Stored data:
#[cfg(test)]
mod tests {
    use super::*;
    use crate::backend::Answer;
    use crate::runtime::{SendError, SendWorkflow};
    use crate::session::indicator::LOADING_HINTS;
    use crate::session::{Citation, SessionEvent, SessionState, UNTITLED};
    use crate::state_machine::{Outcome, SendContext, TransitionError};

    fn paris() -> Answer {
        Answer::new(
            "Paris is the capital of France.",
            vec![Citation::new("https://en.wikipedia.org/wiki/Paris", Some("Paris".into()))],
        )
    }

    #[tokio::test]
    async fn test_in_memory_kv_store() {
        let kv = InMemoryKvStore::new();
        assert_eq!(kv.read("k").unwrap(), None);
        kv.write("k", b"v").unwrap();
        assert_eq!(kv.read("k").unwrap(), Some(b"v".to_vec()));
        assert_eq!(kv.write_count(), 1);

        kv.fail_writes(true);
        assert!(kv.write("k", b"w").is_err());
        assert_eq!(kv.write_count(), 1);
    }

    #[tokio::test]
    async fn test_answered_untitled_conversation_gets_title() {
        let t = TestSession::new();
        t.answers.queue_answer(paris());
        t.titles.queue_title("Capital of France");
        let id = t.active_id();

        let outcome = t.session.send_message("What is the capital of France?").await;
        assert_eq!(outcome, Ok(Outcome::Answered));

        let messages = t.messages(&id);
        assert_eq!(messages.len(), 2);
        assert_eq!(messages[0], Message::user("What is the capital of France?"));
        assert_eq!(messages[1], paris().into_message());
        assert_eq!(t.title(&id), "Capital of France");
        assert_eq!(
            t.answers.recorded_queries(),
            vec!["What is the capital of France?".to_string()]
        );

        let transcripts = t.titles.recorded_transcripts();
        assert_eq!(transcripts.len(), 1);
        assert_eq!(transcripts[0], messages);
        assert!(!t.session.projection().loading.visible);
    }

    #[tokio::test]
    async fn test_title_requested_once_across_sends() {
        let t = TestSession::new();
        t.answers.queue_answer(paris());
        t.answers.queue_answer(Answer::new("About two million.", vec![]));
        t.titles.queue_title("Capital of France");
        let id = t.active_id();

        t.session.send_message("Capital of France?").await.unwrap();
        t.session.send_message("Population?").await.unwrap();

        assert_eq!(t.titles.call_count(), 1);
        assert_eq!(t.title(&id), "Capital of France");
        let users = t.messages(&id).iter().filter(|m| m.is_user()).count();
        assert_eq!(users, 2);
    }

    #[tokio::test(start_paused = true)]
    async fn test_selection_switch_mid_flight_lands_on_target() {
        let t = TestSession::new();
        t.answers
            .queue_delayed(Duration::from_secs(1), Ok(paris()));
        t.titles.queue_title("Capital of France");
        let a = t.active_id();

        let session = t.session.clone();
        let handle = tokio::spawn(async move { session.send_message("Capital?").await });

        tokio::time::sleep(Duration::from_millis(100)).await;
        let b = t.session.new_conversation();
        assert_eq!(t.active_id(), b);

        assert_eq!(handle.await.unwrap(), Ok(Outcome::Answered));

        assert_eq!(t.messages(&a).len(), 2);
        assert_eq!(t.title(&a), "Capital of France");
        assert!(t.messages(&b).is_empty());
        assert_eq!(t.title(&b), UNTITLED);
        assert_eq!(t.active_id(), b);
    }

    #[tokio::test]
    async fn test_target_bound_before_first_poll() {
        let t = TestSession::new();
        t.answers.queue_answer(paris());
        t.titles.queue_title("Capital of France");
        let a = t.active_id();

        let send = t.session.send_message("hello");
        let b = t.session.new_conversation();
        assert_eq!(send.await, Ok(Outcome::Answered));

        assert_eq!(t.messages(&a).len(), 2);
        assert_eq!(t.messages(&a)[0], Message::user("hello"));
        assert!(t.messages(&b).is_empty());
    }

    #[tokio::test]
    async fn test_spawned_send_keeps_target_after_selection_change() {
        let t = TestSession::new();
        t.answers.queue_answer(paris());
        t.titles.queue_title("Capital of France");
        let a = t.active_id();

        // current_thread runtime: the task cannot start before new_conversation
        let handle = tokio::spawn(t.session.send_message("hello"));
        let b = t.session.new_conversation();
        assert_eq!(handle.await.unwrap(), Ok(Outcome::Answered));

        assert_eq!(t.messages(&a).len(), 2);
        assert!(t.messages(&b).is_empty());
        assert_eq!(t.title(&b), UNTITLED);
    }

    #[tokio::test(start_paused = true)]
    async fn test_overlapping_sends_append_in_completion_order() {
        let t = TestSession::new();
        t.answers.queue_delayed(
            Duration::from_millis(500),
            Ok(Answer::new("first", vec![])),
        );
        t.answers.queue_delayed(
            Duration::from_millis(100),
            Ok(Answer::new("second", vec![])),
        );
        t.titles.queue_title("One");
        t.titles.queue_title("Two");
        let id = t.active_id();

        let (r1, r2) = tokio::join!(
            t.session.send_message("q1"),
            t.session.send_message("q2")
        );
        assert_eq!(r1, Ok(Outcome::Answered));
        assert_eq!(r2, Ok(Outcome::Answered));

        let texts: Vec<String> = t
            .messages(&id)
            .iter()
            .map(|m| m.text().to_string())
            .collect();
        assert_eq!(texts, vec!["q1", "q2", "second", "first"]);
        assert_eq!(t.messages(&id).iter().filter(|m| m.is_user()).count(), 2);

        // Both snapshots were untitled; only the first resolved title sticks
        assert_eq!(t.titles.call_count(), 2);
        assert_eq!(t.title(&id), "One");
        assert!(!t.session.projection().loading.visible);
    }

    #[tokio::test(start_paused = true)]
    async fn test_concurrent_title_is_not_overwritten() {
        let t = TestSession::new();
        t.answers.queue_answer(paris());
        t.titles
            .queue_delayed(Duration::from_secs(1), Ok("Foo".into()));
        let id = t.active_id();

        let session = t.session.clone();
        let handle = tokio::spawn(async move { session.send_message("Capital?").await });

        tokio::time::sleep(Duration::from_millis(500)).await;
        t.session
            .state()
            .mutate(&id, |c| c.title = "Bar".into())
            .unwrap();

        assert_eq!(handle.await.unwrap(), Ok(Outcome::Answered));
        assert_eq!(t.title(&id), "Bar");
    }

    #[tokio::test(start_paused = true)]
    async fn test_fast_answer_never_shows_loading() {
        let t = TestSession::new();
        t.answers
            .queue_delayed(Duration::from_millis(10), Ok(paris()));
        t.titles.queue_title("Paris");
        let mut rx = t.session.subscribe();

        t.session.send_message("Capital?").await.unwrap();
        tokio::time::sleep(Duration::from_millis(500)).await;

        while let Ok(event) = rx.try_recv() {
            if let SessionEvent::LoadingChanged(state) = event {
                assert!(!state.visible, "indicator shown for a fast answer");
            }
        }
        assert!(!t.session.projection().loading.visible);
    }

    #[tokio::test(start_paused = true)]
    async fn test_slow_answer_shows_then_clears_loading() {
        let t = TestSession::new();
        t.answers
            .queue_delayed(Duration::from_millis(500), Ok(paris()));
        t.titles.queue_title("Paris");

        let session = t.session.clone();
        let handle = tokio::spawn(async move { session.send_message("Capital?").await });

        tokio::time::sleep(Duration::from_millis(300)).await;
        let loading = t.session.projection().loading;
        assert!(loading.visible);
        assert!(LOADING_HINTS.contains(&loading.hint.as_str()));

        handle.await.unwrap().unwrap();
        assert!(!t.session.projection().loading.visible);
    }

    #[tokio::test(start_paused = true)]
    async fn test_rejected_answer_appends_notice_and_clears_loading() {
        let t = TestSession::new();
        t.answers.queue_delayed(
            Duration::from_millis(500),
            Err(BackendError::rejected(503, "HTTP 503: unavailable")),
        );
        let id = t.active_id();

        let session = t.session.clone();
        let handle = tokio::spawn(async move { session.send_message("Capital?").await });

        tokio::time::sleep(Duration::from_millis(300)).await;
        assert!(t.session.projection().loading.visible);

        assert_eq!(
            handle.await.unwrap(),
            Ok(Outcome::Rejected { status: 503 })
        );
        assert_eq!(
            t.messages(&id),
            vec![
                Message::user("Capital?"),
                Message::system("Backend error: 503")
            ]
        );
        assert_eq!(t.title(&id), UNTITLED);
        assert_eq!(t.titles.call_count(), 0);
        assert!(!t.session.projection().loading.visible);
    }

    #[tokio::test]
    async fn test_unreachable_backend_appends_generic_notice() {
        let t = TestSession::new();
        t.answers
            .queue_error(BackendError::transport("connection refused"));
        let id = t.active_id();

        let outcome = t.session.send_message("Capital?").await;
        assert_eq!(outcome, Ok(Outcome::Unreachable));
        assert_eq!(
            t.messages(&id)[1],
            Message::system("Error contacting backend")
        );
        assert_eq!(t.titles.call_count(), 0);
    }

    #[tokio::test]
    async fn test_malformed_answer_counts_as_unreachable() {
        let t = TestSession::new();
        t.answers
            .queue_error(BackendError::malformed("expected JSON"));

        let outcome = t.session.send_message("Capital?").await;
        assert_eq!(outcome, Ok(Outcome::Unreachable));
    }

    #[tokio::test]
    async fn test_title_failure_is_silent() {
        let t = TestSession::new();
        t.answers.queue_answer(paris());
        t.titles
            .queue_error(BackendError::rejected(500, "HTTP 500"));
        let id = t.active_id();

        assert_eq!(
            t.session.send_message("Capital?").await,
            Ok(Outcome::Answered)
        );
        let messages = t.messages(&id);
        assert_eq!(messages.len(), 2);
        assert!(!messages.iter().any(|m| matches!(m, Message::System { .. })));
        assert_eq!(t.title(&id), UNTITLED);
    }

    #[tokio::test]
    async fn test_sentinel_title_is_ignored() {
        let t = TestSession::new();
        t.answers.queue_answer(paris());
        t.titles.queue_title(UNTITLED);
        let id = t.active_id();

        t.session.send_message("Capital?").await.unwrap();
        assert_eq!(t.title(&id), UNTITLED);
        assert!(t.session.conversation(&id).unwrap().is_untitled());
    }

    #[tokio::test]
    async fn test_blank_message_is_rejected() {
        let t = TestSession::new();
        let id = t.active_id();

        let outcome = t.session.send_message("   ").await;
        assert_eq!(
            outcome,
            Err(SendError::Transition(TransitionError::EmptyMessage))
        );
        assert!(t.messages(&id).is_empty());
        assert!(t.answers.recorded_queries().is_empty());
    }

    #[tokio::test]
    async fn test_missing_conversation_stops_workflow() {
        let kv = Arc::new(InMemoryKvStore::new());
        let state = Arc::new(SessionState::new(ConversationStore::load(kv)));
        let answers = Arc::new(MockAnswerService::new());
        let context = SendContext {
            conversation_id: "ghost".into(),
            was_untitled: true,
            transcript: vec![],
        };

        let workflow = SendWorkflow::new(
            context,
            Arc::clone(&state),
            Arc::clone(&answers),
            Arc::new(MockTitleService::new()),
        );
        let outcome = workflow.run("hello").await;

        assert_eq!(outcome, Err(SendError::ConversationMissing("ghost".into())));
        assert!(answers.recorded_queries().is_empty());
        assert!(!state.indicator().state().visible);
    }

    #[tokio::test]
    async fn test_messages_survive_reload() {
        let t = TestSession::new();
        t.answers.queue_answer(paris());
        t.titles.queue_title("Capital of France");
        let id = t.active_id();

        t.session.send_message("Capital?").await.unwrap();
        assert!(t.kv.write_count() >= 3);

        let reloaded = TestSession::with_kv(Arc::clone(&t.kv));
        assert_eq!(reloaded.active_id(), id);
        assert_eq!(reloaded.messages(&id).len(), 2);
        assert_eq!(reloaded.title(&id), "Capital of France");
    }

    #[tokio::test]
    async fn test_persistence_failure_keeps_session_usable() {
        let t = TestSession::new();
        t.kv.fail_writes(true);
        t.answers.queue_answer(paris());
        t.titles.queue_title("Capital of France");
        let id = t.active_id();

        assert_eq!(
            t.session.send_message("Capital?").await,
            Ok(Outcome::Answered)
        );
        assert_eq!(t.messages(&id).len(), 2);
        assert_eq!(t.kv.write_count(), 0);
    }

    #[tokio::test(start_paused = true)]
    async fn test_request_started_signal() {
        let t = TestSession::new();
        t.answers
            .queue_delayed(Duration::from_secs(1), Ok(paris()));
        t.titles.queue_title("Paris");
        let started = Arc::clone(&t.answers.request_started);

        let session = t.session.clone();
        let handle = tokio::spawn(async move { session.send_message("Capital?").await });

        started.notified().await;
        // User message is visible before the answer arrives
        let id = t.active_id();
        assert_eq!(t.messages(&id), vec![Message::user("Capital?")]);

        handle.await.unwrap().unwrap();
        assert_eq!(t.messages(&id).len(), 2);
    }
}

Work instructions> Search the records for the word "transcripts", then list every line that has it.

Answer>
        let transcripts = t.titles.recorded_transcripts();
        assert_eq!(transcripts.len(), 1);
        assert_eq!(transcripts[0], messages);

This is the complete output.